### TASK DIRECTIONS
I'd like every line in the following listing that holds "platform" copied.

ENTRIES SUPPLIED Start Marker

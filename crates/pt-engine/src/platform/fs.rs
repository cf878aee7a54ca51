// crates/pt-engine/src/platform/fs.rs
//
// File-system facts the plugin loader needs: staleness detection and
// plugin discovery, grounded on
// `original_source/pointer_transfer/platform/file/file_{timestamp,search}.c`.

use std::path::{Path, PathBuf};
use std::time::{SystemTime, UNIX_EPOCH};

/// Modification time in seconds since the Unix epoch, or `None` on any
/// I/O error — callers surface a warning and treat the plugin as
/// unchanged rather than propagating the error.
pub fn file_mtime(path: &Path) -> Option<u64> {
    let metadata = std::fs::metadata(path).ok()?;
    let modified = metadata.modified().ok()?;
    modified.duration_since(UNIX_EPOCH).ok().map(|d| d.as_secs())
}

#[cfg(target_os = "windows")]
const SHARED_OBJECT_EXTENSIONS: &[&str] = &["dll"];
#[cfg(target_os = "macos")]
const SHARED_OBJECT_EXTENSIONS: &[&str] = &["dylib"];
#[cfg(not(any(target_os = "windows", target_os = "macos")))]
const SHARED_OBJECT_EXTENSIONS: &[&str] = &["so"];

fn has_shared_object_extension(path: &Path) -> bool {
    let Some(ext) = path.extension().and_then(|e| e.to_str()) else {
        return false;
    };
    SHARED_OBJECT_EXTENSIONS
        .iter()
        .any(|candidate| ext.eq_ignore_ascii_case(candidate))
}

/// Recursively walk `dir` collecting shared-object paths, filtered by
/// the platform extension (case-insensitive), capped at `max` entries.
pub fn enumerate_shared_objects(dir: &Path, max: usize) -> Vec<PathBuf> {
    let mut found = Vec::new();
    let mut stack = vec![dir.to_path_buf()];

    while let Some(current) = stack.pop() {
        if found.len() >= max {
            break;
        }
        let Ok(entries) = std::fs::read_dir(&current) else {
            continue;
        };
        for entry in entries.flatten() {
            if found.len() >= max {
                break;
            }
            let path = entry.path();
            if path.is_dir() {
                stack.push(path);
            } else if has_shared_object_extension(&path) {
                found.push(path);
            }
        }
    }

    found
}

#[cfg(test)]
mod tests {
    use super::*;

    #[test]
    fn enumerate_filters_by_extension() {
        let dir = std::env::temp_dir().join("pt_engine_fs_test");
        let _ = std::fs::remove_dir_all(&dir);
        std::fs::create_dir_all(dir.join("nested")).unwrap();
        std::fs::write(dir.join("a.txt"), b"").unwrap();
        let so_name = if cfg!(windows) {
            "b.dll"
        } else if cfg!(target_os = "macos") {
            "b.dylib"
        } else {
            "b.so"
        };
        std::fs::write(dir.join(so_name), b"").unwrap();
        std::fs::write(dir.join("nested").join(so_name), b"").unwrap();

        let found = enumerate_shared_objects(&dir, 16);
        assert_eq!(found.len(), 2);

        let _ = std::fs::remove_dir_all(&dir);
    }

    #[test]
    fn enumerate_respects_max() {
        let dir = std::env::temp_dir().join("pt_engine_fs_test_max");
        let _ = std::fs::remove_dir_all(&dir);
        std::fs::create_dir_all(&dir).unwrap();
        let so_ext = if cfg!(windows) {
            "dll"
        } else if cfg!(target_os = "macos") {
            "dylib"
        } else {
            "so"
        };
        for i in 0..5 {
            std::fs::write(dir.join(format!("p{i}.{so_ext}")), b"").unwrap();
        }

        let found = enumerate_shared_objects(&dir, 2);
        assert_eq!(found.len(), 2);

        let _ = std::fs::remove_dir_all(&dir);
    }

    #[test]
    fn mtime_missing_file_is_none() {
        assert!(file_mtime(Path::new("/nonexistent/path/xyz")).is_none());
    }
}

ENTRIES SUPPLIED End Marker
ENTRIES SUPPLIED Start Marker

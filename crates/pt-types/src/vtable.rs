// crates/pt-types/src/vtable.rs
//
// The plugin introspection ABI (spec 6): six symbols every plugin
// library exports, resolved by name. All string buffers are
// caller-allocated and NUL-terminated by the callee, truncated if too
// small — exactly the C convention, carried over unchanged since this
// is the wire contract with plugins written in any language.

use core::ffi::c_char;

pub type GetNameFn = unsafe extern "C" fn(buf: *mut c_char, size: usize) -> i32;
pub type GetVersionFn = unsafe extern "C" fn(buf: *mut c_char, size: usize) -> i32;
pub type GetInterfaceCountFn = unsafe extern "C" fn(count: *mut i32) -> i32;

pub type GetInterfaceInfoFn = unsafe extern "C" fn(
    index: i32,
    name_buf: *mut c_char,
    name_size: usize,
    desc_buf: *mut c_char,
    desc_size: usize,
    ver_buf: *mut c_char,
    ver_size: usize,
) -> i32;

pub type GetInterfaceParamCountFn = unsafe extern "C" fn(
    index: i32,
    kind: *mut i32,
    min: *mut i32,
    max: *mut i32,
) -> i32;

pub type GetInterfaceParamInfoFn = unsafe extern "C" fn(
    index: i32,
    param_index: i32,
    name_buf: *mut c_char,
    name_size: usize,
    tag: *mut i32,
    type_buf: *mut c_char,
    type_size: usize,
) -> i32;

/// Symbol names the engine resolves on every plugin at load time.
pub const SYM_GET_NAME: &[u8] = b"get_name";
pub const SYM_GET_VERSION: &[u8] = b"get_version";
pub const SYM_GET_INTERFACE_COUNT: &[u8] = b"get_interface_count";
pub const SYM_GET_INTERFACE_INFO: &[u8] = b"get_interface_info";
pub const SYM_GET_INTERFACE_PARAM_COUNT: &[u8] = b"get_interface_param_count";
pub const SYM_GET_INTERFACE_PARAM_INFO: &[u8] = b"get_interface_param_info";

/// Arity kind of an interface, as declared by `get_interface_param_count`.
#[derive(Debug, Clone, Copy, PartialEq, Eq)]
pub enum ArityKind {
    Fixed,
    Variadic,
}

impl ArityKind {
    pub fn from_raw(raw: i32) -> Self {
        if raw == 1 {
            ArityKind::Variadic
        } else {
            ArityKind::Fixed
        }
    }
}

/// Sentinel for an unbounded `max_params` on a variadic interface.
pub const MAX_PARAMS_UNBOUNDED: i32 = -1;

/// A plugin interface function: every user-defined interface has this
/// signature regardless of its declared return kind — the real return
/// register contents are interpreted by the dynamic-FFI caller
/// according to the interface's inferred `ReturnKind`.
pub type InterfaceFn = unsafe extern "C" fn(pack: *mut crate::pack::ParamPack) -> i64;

ENTRIES SUPPLIED End Marker
ENTRIES SUPPLIED Start Marker

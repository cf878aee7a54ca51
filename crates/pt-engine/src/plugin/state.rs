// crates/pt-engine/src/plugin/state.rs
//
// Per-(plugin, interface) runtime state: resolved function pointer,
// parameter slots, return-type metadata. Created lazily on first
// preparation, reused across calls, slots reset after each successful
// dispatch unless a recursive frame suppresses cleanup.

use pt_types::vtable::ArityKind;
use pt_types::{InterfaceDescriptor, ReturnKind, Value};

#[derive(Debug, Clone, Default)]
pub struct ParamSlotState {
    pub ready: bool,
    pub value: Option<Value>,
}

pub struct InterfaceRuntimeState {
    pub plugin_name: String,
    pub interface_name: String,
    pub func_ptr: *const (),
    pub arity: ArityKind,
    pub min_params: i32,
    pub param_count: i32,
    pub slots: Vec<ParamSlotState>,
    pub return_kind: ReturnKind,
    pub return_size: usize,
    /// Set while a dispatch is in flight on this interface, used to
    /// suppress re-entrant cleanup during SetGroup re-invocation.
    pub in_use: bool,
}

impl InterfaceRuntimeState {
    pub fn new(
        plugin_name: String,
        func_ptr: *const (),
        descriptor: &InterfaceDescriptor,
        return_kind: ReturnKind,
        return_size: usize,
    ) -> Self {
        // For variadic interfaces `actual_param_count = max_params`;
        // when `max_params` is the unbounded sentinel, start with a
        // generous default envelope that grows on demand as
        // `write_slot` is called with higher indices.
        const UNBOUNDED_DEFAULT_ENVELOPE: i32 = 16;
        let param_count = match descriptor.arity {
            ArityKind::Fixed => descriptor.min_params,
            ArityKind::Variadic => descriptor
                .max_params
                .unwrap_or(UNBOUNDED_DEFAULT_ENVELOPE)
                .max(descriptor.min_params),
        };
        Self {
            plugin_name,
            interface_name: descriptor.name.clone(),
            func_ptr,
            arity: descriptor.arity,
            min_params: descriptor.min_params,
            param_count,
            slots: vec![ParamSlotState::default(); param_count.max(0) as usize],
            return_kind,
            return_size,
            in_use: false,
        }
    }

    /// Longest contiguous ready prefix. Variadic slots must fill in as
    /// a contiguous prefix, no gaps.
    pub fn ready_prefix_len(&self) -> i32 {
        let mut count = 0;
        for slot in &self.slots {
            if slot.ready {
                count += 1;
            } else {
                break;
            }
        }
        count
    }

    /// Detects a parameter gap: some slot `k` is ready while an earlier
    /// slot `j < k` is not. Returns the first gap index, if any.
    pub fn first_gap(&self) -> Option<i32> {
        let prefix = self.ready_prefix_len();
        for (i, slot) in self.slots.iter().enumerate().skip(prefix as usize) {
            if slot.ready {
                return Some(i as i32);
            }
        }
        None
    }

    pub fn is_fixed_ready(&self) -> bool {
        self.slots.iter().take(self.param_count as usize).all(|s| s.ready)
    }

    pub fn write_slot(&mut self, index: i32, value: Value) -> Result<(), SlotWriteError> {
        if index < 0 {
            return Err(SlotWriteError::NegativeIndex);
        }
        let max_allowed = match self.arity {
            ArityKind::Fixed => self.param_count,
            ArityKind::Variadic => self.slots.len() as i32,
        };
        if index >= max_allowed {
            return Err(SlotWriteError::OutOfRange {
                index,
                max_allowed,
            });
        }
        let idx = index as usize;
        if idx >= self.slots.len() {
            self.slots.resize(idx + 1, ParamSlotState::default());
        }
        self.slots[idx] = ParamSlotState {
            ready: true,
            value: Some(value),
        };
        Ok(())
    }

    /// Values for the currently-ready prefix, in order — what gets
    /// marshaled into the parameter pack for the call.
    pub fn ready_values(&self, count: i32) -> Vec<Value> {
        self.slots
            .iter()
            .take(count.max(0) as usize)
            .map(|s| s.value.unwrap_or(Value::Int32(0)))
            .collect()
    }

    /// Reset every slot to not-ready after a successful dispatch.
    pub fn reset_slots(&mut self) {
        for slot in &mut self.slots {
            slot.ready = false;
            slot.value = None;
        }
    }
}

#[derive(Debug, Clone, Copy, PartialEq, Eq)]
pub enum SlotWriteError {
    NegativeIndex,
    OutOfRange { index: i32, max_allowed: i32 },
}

ENTRIES SUPPLIED End Marker

### REPLY TO THE EXERCISE
filename crates/pt-engine/src/platform/fs.rs
// crates/pt-engine/src/platform/fs.rs
// `original_source/pointer_transfer/platform/file/file_{timestamp,search}.c`.
/// the platform extension (case-insensitive), capped at `max` entries.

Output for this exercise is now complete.